- **PROBLEM STATEMENT**:
Look for "owner" in each line of the entries, and return the matching lines.

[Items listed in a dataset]
#####
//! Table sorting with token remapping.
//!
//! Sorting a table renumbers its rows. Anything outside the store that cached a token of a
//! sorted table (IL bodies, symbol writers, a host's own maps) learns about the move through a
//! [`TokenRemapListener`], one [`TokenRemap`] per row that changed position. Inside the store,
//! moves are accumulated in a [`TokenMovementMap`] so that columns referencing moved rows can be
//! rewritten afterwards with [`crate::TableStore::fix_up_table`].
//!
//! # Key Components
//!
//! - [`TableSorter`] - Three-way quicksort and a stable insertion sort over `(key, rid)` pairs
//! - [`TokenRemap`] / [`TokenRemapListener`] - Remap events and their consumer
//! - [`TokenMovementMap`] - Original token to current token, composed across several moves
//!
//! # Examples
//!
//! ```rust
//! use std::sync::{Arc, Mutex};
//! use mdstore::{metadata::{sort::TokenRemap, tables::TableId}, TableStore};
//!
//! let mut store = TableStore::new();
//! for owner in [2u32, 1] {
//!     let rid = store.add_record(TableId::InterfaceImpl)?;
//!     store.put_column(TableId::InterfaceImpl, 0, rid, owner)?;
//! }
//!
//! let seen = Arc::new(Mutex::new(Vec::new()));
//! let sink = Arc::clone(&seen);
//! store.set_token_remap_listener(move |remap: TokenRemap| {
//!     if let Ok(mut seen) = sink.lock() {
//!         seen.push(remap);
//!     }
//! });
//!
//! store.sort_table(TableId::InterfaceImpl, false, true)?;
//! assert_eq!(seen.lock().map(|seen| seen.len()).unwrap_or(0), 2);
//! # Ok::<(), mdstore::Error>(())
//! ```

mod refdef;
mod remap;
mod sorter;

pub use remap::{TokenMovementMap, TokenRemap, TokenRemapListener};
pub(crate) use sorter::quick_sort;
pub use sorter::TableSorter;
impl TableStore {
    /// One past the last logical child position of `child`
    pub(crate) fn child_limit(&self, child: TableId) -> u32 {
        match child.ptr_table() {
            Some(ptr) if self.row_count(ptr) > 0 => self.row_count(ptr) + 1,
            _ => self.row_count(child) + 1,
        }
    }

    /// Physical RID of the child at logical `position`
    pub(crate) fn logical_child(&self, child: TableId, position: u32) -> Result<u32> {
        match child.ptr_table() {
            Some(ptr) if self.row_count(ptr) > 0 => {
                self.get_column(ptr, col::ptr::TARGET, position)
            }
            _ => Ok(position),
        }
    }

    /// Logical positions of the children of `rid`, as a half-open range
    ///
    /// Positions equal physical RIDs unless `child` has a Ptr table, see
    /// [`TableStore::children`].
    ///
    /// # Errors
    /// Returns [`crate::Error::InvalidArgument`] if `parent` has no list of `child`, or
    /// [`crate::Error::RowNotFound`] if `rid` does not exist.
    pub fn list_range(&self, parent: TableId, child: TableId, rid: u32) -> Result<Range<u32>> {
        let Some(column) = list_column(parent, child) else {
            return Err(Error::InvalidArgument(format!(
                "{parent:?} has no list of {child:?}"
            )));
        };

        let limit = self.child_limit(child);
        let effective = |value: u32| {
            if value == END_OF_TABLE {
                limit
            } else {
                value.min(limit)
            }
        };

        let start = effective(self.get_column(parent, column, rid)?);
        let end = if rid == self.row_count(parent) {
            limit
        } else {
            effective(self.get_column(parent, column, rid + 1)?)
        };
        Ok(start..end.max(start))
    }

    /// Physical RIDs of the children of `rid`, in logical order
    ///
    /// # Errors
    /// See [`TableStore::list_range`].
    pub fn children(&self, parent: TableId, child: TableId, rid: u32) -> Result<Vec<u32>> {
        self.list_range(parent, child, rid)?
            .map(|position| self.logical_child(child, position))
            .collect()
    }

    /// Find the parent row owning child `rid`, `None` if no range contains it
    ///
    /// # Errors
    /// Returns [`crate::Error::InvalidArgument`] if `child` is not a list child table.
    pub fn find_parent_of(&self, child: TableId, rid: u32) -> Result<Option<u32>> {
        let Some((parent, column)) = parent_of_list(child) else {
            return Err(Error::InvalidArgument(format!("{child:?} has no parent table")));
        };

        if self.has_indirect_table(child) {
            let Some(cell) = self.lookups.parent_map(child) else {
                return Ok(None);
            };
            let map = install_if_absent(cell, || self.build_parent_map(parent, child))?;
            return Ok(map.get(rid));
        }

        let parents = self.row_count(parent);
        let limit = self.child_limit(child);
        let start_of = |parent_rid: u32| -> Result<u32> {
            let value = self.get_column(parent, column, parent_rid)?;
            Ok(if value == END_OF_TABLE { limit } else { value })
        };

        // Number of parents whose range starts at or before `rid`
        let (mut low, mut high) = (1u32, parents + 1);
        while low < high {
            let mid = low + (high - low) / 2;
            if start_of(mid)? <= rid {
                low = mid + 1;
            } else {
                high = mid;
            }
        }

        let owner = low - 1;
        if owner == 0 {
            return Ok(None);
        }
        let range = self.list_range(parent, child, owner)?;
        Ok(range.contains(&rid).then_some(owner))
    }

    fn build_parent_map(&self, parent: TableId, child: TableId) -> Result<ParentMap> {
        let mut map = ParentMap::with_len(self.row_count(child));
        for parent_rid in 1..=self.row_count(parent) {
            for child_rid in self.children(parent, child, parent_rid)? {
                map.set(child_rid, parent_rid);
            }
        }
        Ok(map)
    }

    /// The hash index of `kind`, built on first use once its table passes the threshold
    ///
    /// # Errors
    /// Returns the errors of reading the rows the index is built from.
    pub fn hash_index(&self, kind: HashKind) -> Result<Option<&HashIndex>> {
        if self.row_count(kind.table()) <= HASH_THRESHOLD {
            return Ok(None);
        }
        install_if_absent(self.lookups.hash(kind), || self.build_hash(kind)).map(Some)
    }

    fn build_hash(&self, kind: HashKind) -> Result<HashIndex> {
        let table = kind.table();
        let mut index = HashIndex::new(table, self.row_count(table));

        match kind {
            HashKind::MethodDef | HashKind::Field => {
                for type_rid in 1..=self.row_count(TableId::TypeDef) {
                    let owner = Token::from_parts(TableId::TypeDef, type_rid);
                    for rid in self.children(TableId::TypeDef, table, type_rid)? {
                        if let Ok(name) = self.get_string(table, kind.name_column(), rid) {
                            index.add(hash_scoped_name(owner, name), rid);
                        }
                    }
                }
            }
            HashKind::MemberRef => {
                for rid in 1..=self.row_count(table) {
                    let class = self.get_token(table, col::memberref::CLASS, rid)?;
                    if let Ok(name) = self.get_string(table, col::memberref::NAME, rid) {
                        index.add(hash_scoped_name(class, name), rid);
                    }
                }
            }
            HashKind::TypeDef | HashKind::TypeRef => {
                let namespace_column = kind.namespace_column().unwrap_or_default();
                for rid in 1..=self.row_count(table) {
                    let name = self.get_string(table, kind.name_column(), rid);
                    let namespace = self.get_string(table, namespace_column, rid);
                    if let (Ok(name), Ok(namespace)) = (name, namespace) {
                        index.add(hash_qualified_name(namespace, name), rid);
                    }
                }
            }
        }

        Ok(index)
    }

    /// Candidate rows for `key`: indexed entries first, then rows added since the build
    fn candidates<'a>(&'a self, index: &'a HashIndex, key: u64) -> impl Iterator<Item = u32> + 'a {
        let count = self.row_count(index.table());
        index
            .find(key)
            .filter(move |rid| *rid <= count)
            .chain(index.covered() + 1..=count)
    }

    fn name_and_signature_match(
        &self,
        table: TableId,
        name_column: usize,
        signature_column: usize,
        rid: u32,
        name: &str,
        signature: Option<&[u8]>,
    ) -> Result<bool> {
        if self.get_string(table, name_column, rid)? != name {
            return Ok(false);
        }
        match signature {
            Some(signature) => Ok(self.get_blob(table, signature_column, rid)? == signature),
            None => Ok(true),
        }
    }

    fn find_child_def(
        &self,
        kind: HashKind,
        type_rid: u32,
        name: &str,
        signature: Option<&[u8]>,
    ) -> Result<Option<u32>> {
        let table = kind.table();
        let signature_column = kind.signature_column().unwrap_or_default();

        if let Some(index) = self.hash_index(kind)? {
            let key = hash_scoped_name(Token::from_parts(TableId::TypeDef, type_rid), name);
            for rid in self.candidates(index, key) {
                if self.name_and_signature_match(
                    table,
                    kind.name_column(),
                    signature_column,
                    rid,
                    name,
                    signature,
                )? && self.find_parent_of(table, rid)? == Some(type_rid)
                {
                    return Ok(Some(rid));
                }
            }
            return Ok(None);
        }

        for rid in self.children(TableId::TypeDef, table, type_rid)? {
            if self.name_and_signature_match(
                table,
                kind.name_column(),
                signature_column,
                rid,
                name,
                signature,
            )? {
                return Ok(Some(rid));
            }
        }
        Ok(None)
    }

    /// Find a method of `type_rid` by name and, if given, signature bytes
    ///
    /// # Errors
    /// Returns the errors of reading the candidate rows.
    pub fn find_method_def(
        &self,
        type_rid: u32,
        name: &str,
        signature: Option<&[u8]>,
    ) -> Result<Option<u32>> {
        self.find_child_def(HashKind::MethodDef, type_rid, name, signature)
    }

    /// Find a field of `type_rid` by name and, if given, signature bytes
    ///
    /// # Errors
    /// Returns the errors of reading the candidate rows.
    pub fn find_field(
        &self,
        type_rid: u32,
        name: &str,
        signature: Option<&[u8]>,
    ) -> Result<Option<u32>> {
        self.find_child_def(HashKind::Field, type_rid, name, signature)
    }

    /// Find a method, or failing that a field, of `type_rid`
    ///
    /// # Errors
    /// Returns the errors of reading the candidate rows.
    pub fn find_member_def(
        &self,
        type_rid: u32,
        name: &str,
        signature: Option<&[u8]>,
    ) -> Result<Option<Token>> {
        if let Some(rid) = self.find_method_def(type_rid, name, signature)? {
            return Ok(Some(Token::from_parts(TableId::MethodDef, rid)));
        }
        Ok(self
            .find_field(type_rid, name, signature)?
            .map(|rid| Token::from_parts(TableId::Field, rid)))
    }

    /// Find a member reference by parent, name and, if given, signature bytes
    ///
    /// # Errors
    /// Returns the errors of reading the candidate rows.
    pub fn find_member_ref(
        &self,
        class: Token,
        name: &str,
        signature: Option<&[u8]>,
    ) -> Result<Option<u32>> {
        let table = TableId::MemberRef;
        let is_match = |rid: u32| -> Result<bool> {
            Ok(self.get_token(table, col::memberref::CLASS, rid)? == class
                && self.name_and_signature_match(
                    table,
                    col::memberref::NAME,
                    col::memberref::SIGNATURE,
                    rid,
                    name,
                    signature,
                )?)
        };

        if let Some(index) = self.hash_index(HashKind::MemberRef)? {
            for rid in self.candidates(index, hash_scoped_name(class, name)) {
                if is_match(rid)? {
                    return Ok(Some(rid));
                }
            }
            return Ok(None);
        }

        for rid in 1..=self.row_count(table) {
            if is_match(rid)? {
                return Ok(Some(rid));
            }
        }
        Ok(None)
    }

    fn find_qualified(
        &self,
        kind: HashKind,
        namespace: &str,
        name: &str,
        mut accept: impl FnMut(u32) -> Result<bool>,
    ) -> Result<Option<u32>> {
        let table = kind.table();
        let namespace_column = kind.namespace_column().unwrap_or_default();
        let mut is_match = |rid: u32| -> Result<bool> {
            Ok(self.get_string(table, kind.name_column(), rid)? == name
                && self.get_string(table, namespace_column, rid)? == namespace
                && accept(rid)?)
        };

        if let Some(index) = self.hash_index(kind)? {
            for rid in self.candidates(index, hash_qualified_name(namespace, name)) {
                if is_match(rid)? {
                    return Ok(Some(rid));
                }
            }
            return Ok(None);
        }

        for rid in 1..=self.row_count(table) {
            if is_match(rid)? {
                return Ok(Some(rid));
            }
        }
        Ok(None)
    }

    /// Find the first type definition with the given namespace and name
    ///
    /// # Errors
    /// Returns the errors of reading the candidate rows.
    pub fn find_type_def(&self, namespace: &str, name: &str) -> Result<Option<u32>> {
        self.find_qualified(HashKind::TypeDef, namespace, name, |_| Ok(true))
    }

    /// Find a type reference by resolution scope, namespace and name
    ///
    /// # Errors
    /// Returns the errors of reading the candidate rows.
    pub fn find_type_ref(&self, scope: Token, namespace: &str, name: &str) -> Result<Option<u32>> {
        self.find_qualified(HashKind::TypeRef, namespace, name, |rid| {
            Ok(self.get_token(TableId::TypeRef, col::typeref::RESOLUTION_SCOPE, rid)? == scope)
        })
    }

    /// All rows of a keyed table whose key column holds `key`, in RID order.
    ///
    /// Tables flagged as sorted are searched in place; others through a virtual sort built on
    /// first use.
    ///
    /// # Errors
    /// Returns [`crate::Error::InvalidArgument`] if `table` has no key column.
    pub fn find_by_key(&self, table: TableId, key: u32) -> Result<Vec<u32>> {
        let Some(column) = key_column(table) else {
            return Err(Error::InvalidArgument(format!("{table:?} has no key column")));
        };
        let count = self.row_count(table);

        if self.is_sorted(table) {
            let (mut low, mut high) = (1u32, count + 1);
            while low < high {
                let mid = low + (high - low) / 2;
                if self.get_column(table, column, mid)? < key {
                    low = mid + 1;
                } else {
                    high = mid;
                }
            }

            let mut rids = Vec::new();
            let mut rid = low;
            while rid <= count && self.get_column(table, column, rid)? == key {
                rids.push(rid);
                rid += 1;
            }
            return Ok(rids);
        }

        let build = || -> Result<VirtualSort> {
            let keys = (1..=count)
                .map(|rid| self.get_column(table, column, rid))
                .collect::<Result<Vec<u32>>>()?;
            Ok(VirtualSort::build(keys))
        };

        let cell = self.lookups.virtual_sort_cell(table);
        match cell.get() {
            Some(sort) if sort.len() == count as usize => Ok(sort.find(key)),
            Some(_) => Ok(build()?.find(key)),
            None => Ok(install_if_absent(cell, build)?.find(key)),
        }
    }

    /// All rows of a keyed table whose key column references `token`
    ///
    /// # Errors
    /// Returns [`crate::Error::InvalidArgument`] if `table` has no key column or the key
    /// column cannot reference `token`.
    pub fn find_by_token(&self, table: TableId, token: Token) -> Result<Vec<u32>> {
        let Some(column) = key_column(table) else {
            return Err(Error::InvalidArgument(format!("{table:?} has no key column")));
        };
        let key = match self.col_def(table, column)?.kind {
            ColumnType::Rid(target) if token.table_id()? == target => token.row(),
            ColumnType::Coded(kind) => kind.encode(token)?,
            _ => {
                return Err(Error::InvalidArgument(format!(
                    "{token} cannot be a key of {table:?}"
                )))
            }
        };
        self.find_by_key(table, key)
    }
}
#####
- **TASK RESPONSE**:
//! for owner in [2u32, 1] {
//!     store.put_column(TableId::InterfaceImpl, 0, rid, owner)?;
        let owner = low - 1;
        if owner == 0 {
        let range = self.list_range(parent, child, owner)?;
        Ok(range.contains(&rid).then_some(owner))
                    let owner = Token::from_parts(TableId::TypeDef, type_rid);
                            index.add(hash_scoped_name(owner, name), rid);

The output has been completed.